Content starts
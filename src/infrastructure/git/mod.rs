//! Git Revision Source
//!
//! Clones a repository with the `git` command line, checks the requested tag
//! against the repository's tag set, then checks that tag out.

use std::ffi::OsStr;
use std::path::{Path, PathBuf};
use std::process::{Command, Output, Stdio};

use crate::domain::ports::RevisionSource;
use crate::error::{DeployError, DeployResult};

/// Revision source backed by the `git` binary
#[derive(Debug, Clone)]
pub struct GitCliSource {
    git: PathBuf,
}

impl Default for GitCliSource {
    fn default() -> Self {
        Self::new("git")
    }
}

impl GitCliSource {
    pub fn new(git: impl Into<PathBuf>) -> Self {
        Self { git: git.into() }
    }

    /// Check if the git binary is installed and runnable
    pub fn check_available(&self) -> bool {
        Command::new(&self.git)
            .arg("--version")
            .stdout(Stdio::null())
            .stderr(Stdio::null())
            .status()
            .map(|s| s.success())
            .unwrap_or(false)
    }

    fn command(&self) -> Command {
        let mut cmd = Command::new(&self.git);
        // Never block on a credential prompt
        cmd.env("GIT_TERMINAL_PROMPT", "0")
            .stdin(Stdio::null())
            .stdout(Stdio::piped())
            .stderr(Stdio::piped());
        cmd
    }

    fn run<I, S>(&self, cwd: Option<&Path>, args: I, repository: &str) -> DeployResult<Output>
    where
        I: IntoIterator<Item = S>,
        S: AsRef<OsStr>,
    {
        let mut cmd = self.command();
        if let Some(dir) = cwd {
            cmd.current_dir(dir);
        }
        cmd.args(args);
        tracing::trace!(?cmd, "running git");

        let output = cmd.output().map_err(|e| DeployError::SourceUnavailable {
            repository: repository.to_string(),
            message: format!("failed to run {}: {}", self.git.display(), e),
        })?;

        if !output.status.success() {
            return Err(DeployError::SourceUnavailable {
                repository: repository.to_string(),
                message: failure_message(&output),
            });
        }
        Ok(output)
    }

    /// List the tags of an already cloned working tree
    pub fn list_tags(&self, work_tree: &Path, repository: &str) -> DeployResult<Vec<String>> {
        let output = self.run(Some(work_tree), ["tag", "--list"], repository)?;
        Ok(String::from_utf8_lossy(&output.stdout)
            .lines()
            .map(str::trim)
            .filter(|l| !l.is_empty())
            .map(str::to_string)
            .collect())
    }
}

impl RevisionSource for GitCliSource {
    fn name(&self) -> &'static str {
        "git"
    }

    fn materialize(&self, destination: &Path, repository: &str, tag: &str) -> DeployResult<()> {
        tracing::info!(repository, dest = %destination.display(), "cloning");
        let clone_args: Vec<&OsStr> = vec![
            OsStr::new("clone"),
            OsStr::new("--quiet"),
            OsStr::new("--"),
            OsStr::new(repository),
            destination.as_os_str(),
        ];
        self.run(None, clone_args, repository)?;

        let tags = self.list_tags(destination, repository)?;
        if !tags.iter().any(|t| t == tag) {
            return Err(DeployError::NoSuchTag {
                tag: tag.to_string(),
                repository: repository.to_string(),
            });
        }

        tracing::info!(tag, "checking out tag");
        let tag_ref = format!("tags/{}", tag);
        self.run(
            Some(destination),
            [
                "-c",
                "advice.detachedHead=false",
                "checkout",
                "--quiet",
                tag_ref.as_str(),
            ],
            repository,
        )?;
        Ok(())
    }
}

fn failure_message(output: &Output) -> String {
    let stderr = String::from_utf8_lossy(&output.stderr);
    let stderr = stderr.trim();
    if stderr.is_empty() {
        format!("git exited with {}", output.status)
    } else {
        stderr.to_string()
    }
}

#[cfg(test)]
mod tests {
    use super::*;
    use tempfile::tempdir;

    #[test]
    fn git_source_name() {
        assert_eq!(GitCliSource::default().name(), "git");
    }

    #[test]
    fn check_available_does_not_panic() {
        let _ = GitCliSource::default().check_available();
    }

    #[test]
    fn missing_binary_is_source_unavailable() {
        let dir = tempdir().unwrap();
        let source = GitCliSource::new(dir.path().join("no-such-git"));
        let err = source
            .materialize(&dir.path().join("out"), "/repo/app.git", "v1")
            .unwrap_err();
        assert!(matches!(err, DeployError::SourceUnavailable { .. }), "{err}");
    }

    #[test]
    fn unreachable_repository_is_source_unavailable() {
        let source = GitCliSource::default();
        if !source.check_available() {
            return;
        }
        let dir = tempdir().unwrap();
        let missing = dir.path().join("nothing-here.git");
        let err = source
            .materialize(
                &dir.path().join("out"),
                missing.to_str().unwrap(),
                "v1",
            )
            .unwrap_err();
        match err {
            DeployError::SourceUnavailable { repository, .. } => {
                assert_eq!(repository, missing.to_str().unwrap())
            }
            other => panic!("unexpected error: {other}"),
        }
    }
}
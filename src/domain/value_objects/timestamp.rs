//! Timestamp value object
//!
//! Captured exactly once per deployment and rendered in ISO-8601 basic form
//! (`YYYYMMDDTHHMMSS`). Every artifact of a run carries the same value.

use std::fmt;
use std::str::FromStr;

use chrono::{Local, NaiveDateTime};

/// Deployment timestamp (local wall-clock time, second precision)
#[derive(Debug, Clone, Copy, PartialEq, Eq, PartialOrd, Ord, Hash)]
pub struct Timestamp(NaiveDateTime);

impl Timestamp {
    /// strftime format for ISO-8601 basic date-time (no hyphens or colons)
    pub const FORMAT: &'static str = "%Y%m%dT%H%M%S";

    /// Read the local clock
    pub fn now() -> Self {
        Self::from_naive(Local::now().naive_local())
    }

    /// Build from a fixed date-time; sub-second precision is dropped
    pub fn from_naive(value: NaiveDateTime) -> Self {
        use chrono::Timelike;
        Self(value.with_nanosecond(0).unwrap_or(value))
    }

    pub fn as_naive(&self) -> NaiveDateTime {
        self.0
    }
}

impl fmt::Display for Timestamp {
    fn fmt(&self, f: &mut fmt::Formatter<'_>) -> fmt::Result {
        write!(f, "{}", self.0.format(Self::FORMAT))
    }
}

impl FromStr for Timestamp {
    type Err = chrono::ParseError;

    fn from_str(s: &str) -> Result<Self, Self::Err> {
        NaiveDateTime::parse_from_str(s, Self::FORMAT).map(Self)
    }
}
//! IdentityResolver port - turns user/group designators into numeric ids

use crate::domain::value_objects::IdentitySpec;
use crate::error::DeployResult;

/// Maps designators to numeric ids
///
/// Numeric designators never hit the identity database.
pub trait IdentityResolver {
    fn resolve_user(&self, spec: &IdentitySpec) -> DeployResult<u32>;

    fn resolve_group(&self, spec: &IdentitySpec) -> DeployResult<u32>;
}
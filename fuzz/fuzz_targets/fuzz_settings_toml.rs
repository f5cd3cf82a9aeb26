#![no_main]

use libfuzzer_sys::fuzz_target;

fuzz_target!(|data: &[u8]| {
    if let Ok(content) = std::str::from_utf8(data) {
        // Settings parsing should never panic
        let _ = toml::from_str::<tagdeploy::Settings>(content);
    }
});
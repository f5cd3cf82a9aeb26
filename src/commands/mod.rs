//! Command handlers for the tagdeploy binary

pub mod deploy;
pub mod inspect;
Content ends
◆ **Exercise instructions**
Using the data above, return each line that includes the word "NaiveDateTime".

◆ **Reply**
use chrono::{Local, NaiveDateTime};
pub struct Timestamp(NaiveDateTime);
    pub fn from_naive(value: NaiveDateTime) -> Self {
    pub fn as_naive(&self) -> NaiveDateTime {
        NaiveDateTime::parse_from_str(s, Self::FORMAT).map(Self)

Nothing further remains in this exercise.